Today I’m sharing tips on how to sew the placket on one of our most popular shirtdress patterns, McCall’s M6885. Members of our Shirtdress Sew-Along Facebook group have commented that parts of the placket’s construction are confusing, so let’s see if I can help clear things up. (I’ve made this pattern twice now and I’ve got plans to sew it again soon, that’s how much I love it.)
The front placket takes up steps 2-17 in our instructions. Let’s go through them step by step:
Step 2. Reinforce the dress front. Follow as directed but let’s take it a step further: Stitch a 5/8 seam line all the way around the placket opening, reducing the stitch length to 1.5 to 2.0 at the corners and across the bottom edge of the placket opening. [Fig. 1] Double-check that your stitching is 5/8 from the opening all the way around. Clip to the corners (circles on the pattern tissue) but not through the stitching; just right up to the stitching. Note: Stitching around the placket opening isn’t necessary but it will help you stitch accurate seams in this area. Just remove any stitching that shows through after the placket is attached.

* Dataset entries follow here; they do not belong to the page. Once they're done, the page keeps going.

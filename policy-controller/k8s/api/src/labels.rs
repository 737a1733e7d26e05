use schemars::JsonSchema;
use serde::{Deserialize, Serialize};
use std::{
    collections::{BTreeMap, BTreeSet},
    sync::Arc,
};

#[derive(Clone, Debug, Eq, Default)]
pub struct Labels(Arc<Map>);

pub type Map = BTreeMap<String, String>;

pub type Expressions = Vec<Expression>;

#[derive(Clone, Debug, PartialEq, Eq, Deserialize, Serialize, JsonSchema)]
pub struct Expression {
    pub key: String,
    pub operator: Operator,
    #[serde(default, skip_serializing_if = "BTreeSet::is_empty")]
    pub values: BTreeSet<String>,
}

#[derive(Copy, Clone, Debug, PartialEq, Eq, Deserialize, Serialize, JsonSchema)]
pub enum Operator {
    In,
    NotIn,
    Exists,
    DoesNotExist,
}

/// A standard Kubernetes label selector.
#[derive(Clone, Debug, Eq, PartialEq, Default, Deserialize, Serialize, JsonSchema)]
#[serde(rename_all = "camelCase")]
pub struct Selector {
    #[serde(default, skip_serializing_if = "Option::is_none")]
    match_labels: Option<Map>,
    #[serde(default, skip_serializing_if = "Option::is_none")]
    match_expressions: Option<Expressions>,
}

// === Selector ===

impl Selector {
    pub fn from_expressions(exprs: Expressions) -> Self {
        Self {
            match_labels: None,
            match_expressions: Some(exprs),
        }
    }

    pub fn from_map(map: Map) -> Self {
        Self {
            match_labels: Some(map),
            match_expressions: None,
        }
    }

    /// Indicates whether the selector has neither labels nor expressions.
    pub fn is_empty(&self) -> bool {
        self.match_labels.as_ref().map_or(true, Map::is_empty)
            && self.match_expressions.as_ref().map_or(true, Vec::is_empty)
    }

    pub fn matches(&self, labels: &Labels) -> bool {
        for expr in self.match_expressions.iter().flatten() {
            if !expr.matches(labels.as_ref()) {
                return false;
            }
        }

        if let Some(match_labels) = self.match_labels.as_ref() {
            for (k, v) in match_labels.iter() {
                if labels.0.get(k) != Some(v) {
                    return false;
                }
            }
        }

        true
    }
}

impl std::iter::FromIterator<(String, String)> for Selector {
    fn from_iter<T: IntoIterator<Item = (String, String)>>(iter: T) -> Self {
        Self::from_map(iter.into_iter().collect())
    }
}

impl std::iter::FromIterator<(&'static str, &'static str)> for Selector {
    fn from_iter<T: IntoIterator<Item = (&'static str, &'static str)>>(iter: T) -> Self {
        Self::from_map(
            iter.into_iter()
                .map(|(k, v)| (k.to_string(), v.to_string()))
                .collect(),
        )
    }
}

impl std::iter::FromIterator<Expression> for Selector {
    fn from_iter<T: IntoIterator<Item = Expression>>(iter: T) -> Self {
        Self::from_expressions(iter.into_iter().collect())
    }
}

// === Labels ===

impl From<Map> for Labels {
    #[inline]
    fn from(labels: Map) -> Self {
        Self(Arc::new(labels))
    }
}

impl From<Option<Map>> for Labels {
    #[inline]
    fn from(labels: Option<Map>) -> Self {
        labels.unwrap_or_default().into()
    }
}

impl AsRef<Map> for Labels {
    #[inline]
    fn as_ref(&self) -> &Map {
        self.0.as_ref()
    }
}

impl<T: AsRef<Map>> std::cmp::PartialEq<T> for Labels {
    #[inline]
    fn eq(&self, t: &T) -> bool {
        self.0.as_ref().eq(t.as_ref())
    }
}

impl std::iter::FromIterator<(String, String)> for Labels {
    fn from_iter<T: IntoIterator<Item = (String, String)>>(iter: T) -> Self {
        Self(Arc::new(iter.into_iter().collect()))
    }
}

impl std::iter::FromIterator<(&'static str, &'static str)> for Labels {
    fn from_iter<T: IntoIterator<Item = (&'static str, &'static str)>>(iter: T) -> Self {
        iter.into_iter()
            .map(|(k, v)| (k.to_string(), v.to_string()))
            .collect()
    }
}

// === Expression ===

impl Expression {
    pub fn new(key: impl Into<String>, operator: Operator, values: &[&str]) -> Self {
        Self {
            key: key.into(),
            operator,
            values: values.iter().map(|v| v.to_string()).collect(),
        }
    }

    fn matches(&self, labels: &Map) -> bool {
        match self.operator {
            Operator::In => labels
                .get(&self.key)
                .map_or(false, |v| self.values.contains(v)),
            Operator::NotIn => labels
                .get(&self.key)
                .map_or(true, |v| !self.values.contains(v)),
            Operator::Exists => labels.contains_key(&self.key),
            Operator::DoesNotExist => !labels.contains_key(&self.key),
        }
    }
}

Step 3. Press seam allowance. Follow as directed but first stitch a 5/8 seam line along the edge you’re going to fold and press. Let your machine do the measuring for you—it’s fast, accurate and easier than eyeballing things. Stitch the 5/8 seam line, then fold and press along the seam line so it’s not visible. Trim the seam.
Steps 4-7. Attaching the left front placket. Follow these steps exactly as directed.
Step 8. Reinforce right placket as directed. Make small stitches (1.5-2.0) at the 5/8 seam line through the circles, then clip just to the stitching but not through it.
Steps 9-10. Follow as directed but make sure you’ve stitched a neat, symmetrical point here before you trim and turn out.
Steps 12-14. Follow these steps exactly as directed.
Steps 15-17. These final steps I think are where some of the confusion may result. So let’s break it down. Step 15: Make the pleat as directed and baste. Baste the pleat in place, extending down at least three inches to really hold it in place. Baste across the upper edge to secure this part and make it behave when you stitch the placket in place. [Fig. 2]
At step 16 you are lapping the right band over the left, matching the top edges and the circles. Where our directions get a little vague is what to do with this little triangle-piece of seam allowance [Fig. 3]. What I recommend is that you sandwich this little seam allowance between the two placket pieces. Baste the plackets in place in this area before you stitch.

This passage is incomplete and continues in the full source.